• Dataset entries:
· · · · ·

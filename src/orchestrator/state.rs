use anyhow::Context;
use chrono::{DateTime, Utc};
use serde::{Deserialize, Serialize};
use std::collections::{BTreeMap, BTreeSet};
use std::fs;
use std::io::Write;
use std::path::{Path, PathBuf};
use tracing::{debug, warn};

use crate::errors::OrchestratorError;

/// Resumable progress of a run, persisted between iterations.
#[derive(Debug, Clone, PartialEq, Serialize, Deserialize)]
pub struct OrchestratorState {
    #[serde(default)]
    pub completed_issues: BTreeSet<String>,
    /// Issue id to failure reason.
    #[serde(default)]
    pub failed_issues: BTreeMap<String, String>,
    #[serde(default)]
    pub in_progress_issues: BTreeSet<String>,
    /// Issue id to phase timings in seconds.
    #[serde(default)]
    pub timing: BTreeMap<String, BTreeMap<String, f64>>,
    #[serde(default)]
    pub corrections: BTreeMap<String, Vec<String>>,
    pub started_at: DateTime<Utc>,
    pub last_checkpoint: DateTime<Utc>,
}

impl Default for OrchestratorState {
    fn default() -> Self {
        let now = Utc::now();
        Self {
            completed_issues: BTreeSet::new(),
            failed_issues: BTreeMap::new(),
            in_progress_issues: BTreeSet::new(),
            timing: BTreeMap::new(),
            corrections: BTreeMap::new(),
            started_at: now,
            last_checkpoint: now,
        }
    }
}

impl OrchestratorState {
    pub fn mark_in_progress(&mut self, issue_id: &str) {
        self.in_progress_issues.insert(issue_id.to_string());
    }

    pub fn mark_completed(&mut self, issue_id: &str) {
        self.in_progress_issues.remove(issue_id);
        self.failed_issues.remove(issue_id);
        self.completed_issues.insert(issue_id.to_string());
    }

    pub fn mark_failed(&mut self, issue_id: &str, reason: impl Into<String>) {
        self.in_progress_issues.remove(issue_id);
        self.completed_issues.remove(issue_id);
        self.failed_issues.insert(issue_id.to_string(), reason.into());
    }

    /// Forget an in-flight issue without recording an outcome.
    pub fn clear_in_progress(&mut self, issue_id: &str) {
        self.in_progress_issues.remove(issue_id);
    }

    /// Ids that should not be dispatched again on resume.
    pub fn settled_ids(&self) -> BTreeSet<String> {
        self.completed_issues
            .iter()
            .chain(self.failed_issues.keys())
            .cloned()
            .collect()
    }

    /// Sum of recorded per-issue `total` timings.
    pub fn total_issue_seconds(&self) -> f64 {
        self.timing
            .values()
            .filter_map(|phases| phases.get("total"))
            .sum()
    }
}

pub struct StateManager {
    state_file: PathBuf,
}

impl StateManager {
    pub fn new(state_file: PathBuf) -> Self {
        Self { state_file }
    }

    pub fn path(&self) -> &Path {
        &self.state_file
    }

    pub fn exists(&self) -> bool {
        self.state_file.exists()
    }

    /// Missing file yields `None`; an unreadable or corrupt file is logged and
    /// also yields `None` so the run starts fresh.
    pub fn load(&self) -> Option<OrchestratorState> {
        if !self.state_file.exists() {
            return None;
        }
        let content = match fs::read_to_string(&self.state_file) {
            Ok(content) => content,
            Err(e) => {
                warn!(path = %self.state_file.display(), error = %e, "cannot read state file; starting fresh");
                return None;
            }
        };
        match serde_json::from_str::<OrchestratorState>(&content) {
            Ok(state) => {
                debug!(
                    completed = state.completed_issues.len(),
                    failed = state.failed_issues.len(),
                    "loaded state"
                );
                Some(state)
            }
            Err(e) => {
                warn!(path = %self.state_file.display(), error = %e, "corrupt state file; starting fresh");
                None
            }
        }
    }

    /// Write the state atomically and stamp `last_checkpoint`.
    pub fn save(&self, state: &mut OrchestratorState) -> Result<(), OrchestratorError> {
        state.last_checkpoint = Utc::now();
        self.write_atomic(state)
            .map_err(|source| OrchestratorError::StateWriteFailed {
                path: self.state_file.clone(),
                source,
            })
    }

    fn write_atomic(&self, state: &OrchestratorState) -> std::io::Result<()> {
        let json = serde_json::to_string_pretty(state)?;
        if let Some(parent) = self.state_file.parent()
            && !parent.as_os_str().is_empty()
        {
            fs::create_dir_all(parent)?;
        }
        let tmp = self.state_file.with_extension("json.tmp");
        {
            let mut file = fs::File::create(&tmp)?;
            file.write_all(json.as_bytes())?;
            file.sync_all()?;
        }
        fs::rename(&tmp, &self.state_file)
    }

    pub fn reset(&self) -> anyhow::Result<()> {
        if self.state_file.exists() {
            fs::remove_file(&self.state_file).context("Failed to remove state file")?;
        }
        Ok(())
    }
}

· · · · ·

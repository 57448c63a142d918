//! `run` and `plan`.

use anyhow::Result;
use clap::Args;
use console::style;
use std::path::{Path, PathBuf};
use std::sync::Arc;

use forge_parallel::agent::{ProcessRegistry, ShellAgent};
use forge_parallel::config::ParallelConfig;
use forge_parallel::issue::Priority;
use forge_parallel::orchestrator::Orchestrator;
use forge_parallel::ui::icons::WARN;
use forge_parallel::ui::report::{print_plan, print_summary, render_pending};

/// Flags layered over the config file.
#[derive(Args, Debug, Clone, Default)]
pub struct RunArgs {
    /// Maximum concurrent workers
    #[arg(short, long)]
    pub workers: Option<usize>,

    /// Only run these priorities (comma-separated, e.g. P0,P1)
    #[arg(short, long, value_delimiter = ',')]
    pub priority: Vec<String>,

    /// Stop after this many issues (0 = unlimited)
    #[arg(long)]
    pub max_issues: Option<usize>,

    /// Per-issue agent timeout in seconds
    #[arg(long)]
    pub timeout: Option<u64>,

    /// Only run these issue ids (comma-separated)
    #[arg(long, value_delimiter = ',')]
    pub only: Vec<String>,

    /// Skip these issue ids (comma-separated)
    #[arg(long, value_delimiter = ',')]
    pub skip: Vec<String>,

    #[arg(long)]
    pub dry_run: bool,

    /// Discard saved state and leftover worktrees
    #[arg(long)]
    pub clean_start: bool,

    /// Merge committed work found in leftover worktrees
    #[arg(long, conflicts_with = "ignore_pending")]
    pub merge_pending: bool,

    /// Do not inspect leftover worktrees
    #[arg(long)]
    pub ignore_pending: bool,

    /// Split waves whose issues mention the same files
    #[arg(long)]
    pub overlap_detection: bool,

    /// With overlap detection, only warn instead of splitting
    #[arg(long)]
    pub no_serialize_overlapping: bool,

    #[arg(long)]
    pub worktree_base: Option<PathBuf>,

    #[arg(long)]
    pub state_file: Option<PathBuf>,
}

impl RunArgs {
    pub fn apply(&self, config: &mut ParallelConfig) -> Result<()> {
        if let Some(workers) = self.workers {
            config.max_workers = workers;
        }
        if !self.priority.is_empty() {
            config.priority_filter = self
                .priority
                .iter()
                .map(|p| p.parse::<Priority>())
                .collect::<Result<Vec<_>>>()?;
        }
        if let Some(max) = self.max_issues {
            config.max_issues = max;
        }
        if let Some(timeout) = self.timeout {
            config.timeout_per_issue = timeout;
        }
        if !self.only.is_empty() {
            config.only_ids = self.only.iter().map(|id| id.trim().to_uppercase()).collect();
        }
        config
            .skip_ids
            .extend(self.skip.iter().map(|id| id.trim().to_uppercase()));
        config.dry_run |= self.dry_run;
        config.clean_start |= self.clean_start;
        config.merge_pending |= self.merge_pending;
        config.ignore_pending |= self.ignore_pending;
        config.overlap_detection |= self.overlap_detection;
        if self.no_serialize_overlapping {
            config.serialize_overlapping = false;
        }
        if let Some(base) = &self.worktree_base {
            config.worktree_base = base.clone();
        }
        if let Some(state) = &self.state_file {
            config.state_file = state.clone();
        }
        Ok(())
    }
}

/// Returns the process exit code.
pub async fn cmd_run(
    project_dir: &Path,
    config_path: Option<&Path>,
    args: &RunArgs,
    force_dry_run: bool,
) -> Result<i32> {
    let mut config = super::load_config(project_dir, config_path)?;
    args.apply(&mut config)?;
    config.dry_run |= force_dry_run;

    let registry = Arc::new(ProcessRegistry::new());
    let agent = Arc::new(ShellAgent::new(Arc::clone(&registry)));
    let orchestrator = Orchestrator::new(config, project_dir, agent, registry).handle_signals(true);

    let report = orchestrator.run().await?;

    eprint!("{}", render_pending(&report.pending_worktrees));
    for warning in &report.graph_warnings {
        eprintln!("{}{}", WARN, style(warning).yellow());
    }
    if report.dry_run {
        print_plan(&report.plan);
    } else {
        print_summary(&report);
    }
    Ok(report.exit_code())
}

· · · · ·

• Prompt: The lines above from the one containing "filename src/orchestrator/state.rs" through the one containing "fn default() ->" are to be set down exactly, and no others.

• Expected answer:
filename src/orchestrator/state.rs
use anyhow::Context;
use chrono::{DateTime, Utc};
use serde::{Deserialize, Serialize};
use std::collections::{BTreeMap, BTreeSet};
use std::fs;
use std::io::Write;
use std::path::{Path, PathBuf};
use tracing::{debug, warn};

use crate::errors::OrchestratorError;

/// Resumable progress of a run, persisted between iterations.
#[derive(Debug, Clone, PartialEq, Serialize, Deserialize)]
pub struct OrchestratorState {
    #[serde(default)]
    pub completed_issues: BTreeSet<String>,
    /// Issue id to failure reason.
    #[serde(default)]
    pub failed_issues: BTreeMap<String, String>,
    #[serde(default)]
    pub in_progress_issues: BTreeSet<String>,
    /// Issue id to phase timings in seconds.
    #[serde(default)]
    pub timing: BTreeMap<String, BTreeMap<String, f64>>,
    #[serde(default)]
    pub corrections: BTreeMap<String, Vec<String>>,
    pub started_at: DateTime<Utc>,
    pub last_checkpoint: DateTime<Utc>,
}

impl Default for OrchestratorState {
    fn default() -> Self {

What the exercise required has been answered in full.